Each line below with the string "display" should be copied.

[Stored items]

══════════

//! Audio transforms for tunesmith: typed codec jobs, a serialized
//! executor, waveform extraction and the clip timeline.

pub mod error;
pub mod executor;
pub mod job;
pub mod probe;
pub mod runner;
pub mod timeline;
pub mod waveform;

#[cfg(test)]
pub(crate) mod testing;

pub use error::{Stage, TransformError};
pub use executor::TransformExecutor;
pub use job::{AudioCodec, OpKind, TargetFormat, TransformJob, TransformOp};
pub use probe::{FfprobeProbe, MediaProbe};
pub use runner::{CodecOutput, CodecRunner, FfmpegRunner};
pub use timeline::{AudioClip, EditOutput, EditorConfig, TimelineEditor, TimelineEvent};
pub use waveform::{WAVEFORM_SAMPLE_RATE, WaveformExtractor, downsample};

══════════

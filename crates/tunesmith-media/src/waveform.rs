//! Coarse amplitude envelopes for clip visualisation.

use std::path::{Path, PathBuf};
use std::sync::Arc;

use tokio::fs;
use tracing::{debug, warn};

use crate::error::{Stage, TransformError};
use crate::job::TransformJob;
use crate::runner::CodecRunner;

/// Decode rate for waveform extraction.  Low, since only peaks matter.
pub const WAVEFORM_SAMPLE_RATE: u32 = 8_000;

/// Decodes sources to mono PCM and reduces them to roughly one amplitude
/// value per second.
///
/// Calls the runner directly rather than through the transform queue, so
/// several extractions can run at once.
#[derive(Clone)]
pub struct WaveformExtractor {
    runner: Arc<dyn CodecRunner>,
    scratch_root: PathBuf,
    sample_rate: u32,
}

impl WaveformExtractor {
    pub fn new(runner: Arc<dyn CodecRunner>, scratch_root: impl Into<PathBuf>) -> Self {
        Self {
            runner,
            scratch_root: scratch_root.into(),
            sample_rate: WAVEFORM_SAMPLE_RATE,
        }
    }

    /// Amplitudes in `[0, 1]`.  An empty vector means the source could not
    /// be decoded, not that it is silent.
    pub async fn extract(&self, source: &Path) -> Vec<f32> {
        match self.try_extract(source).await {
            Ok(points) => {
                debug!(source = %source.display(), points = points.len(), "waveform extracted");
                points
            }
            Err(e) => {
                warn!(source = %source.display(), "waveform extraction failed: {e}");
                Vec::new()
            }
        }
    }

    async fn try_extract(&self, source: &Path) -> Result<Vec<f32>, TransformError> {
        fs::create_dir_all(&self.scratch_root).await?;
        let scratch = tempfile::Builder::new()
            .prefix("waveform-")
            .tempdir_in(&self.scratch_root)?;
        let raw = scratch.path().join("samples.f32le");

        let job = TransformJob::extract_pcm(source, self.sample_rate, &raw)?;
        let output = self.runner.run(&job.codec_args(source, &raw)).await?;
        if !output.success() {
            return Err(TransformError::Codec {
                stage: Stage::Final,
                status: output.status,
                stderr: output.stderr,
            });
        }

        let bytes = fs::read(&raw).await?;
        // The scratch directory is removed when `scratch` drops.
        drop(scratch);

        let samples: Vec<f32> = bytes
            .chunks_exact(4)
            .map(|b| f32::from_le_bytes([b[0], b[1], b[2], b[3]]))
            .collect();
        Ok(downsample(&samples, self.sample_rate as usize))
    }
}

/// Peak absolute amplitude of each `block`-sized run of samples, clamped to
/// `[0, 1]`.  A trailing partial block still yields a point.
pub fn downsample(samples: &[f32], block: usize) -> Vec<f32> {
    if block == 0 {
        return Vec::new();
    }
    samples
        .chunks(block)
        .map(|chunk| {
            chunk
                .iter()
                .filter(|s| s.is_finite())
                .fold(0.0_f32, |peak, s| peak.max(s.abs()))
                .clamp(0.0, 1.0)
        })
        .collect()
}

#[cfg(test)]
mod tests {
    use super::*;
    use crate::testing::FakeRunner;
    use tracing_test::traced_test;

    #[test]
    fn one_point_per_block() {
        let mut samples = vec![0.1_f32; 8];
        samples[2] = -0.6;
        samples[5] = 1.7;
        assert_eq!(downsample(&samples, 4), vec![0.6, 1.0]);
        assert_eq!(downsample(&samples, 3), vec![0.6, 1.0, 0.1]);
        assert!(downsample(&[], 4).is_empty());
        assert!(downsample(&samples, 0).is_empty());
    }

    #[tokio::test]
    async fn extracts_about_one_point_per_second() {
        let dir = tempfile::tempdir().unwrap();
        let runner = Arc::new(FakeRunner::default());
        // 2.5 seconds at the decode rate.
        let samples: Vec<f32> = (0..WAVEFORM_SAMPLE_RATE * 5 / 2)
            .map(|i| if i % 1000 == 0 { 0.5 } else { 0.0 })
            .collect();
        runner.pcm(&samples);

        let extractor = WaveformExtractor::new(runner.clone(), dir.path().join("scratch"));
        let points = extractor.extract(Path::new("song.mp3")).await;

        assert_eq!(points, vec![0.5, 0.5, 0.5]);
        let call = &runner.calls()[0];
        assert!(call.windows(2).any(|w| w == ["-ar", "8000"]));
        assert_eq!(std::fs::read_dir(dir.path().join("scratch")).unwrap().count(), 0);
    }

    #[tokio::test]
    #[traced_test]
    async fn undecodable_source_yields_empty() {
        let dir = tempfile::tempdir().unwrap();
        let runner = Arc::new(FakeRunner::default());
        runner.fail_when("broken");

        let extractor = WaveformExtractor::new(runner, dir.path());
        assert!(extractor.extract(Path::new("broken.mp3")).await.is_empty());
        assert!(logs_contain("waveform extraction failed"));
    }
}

══════════

__Result for this task__.
                debug!(source = %source.display(), points = points.len(), "waveform extracted");
                warn!(source = %source.display(), "waveform extraction failed: {e}");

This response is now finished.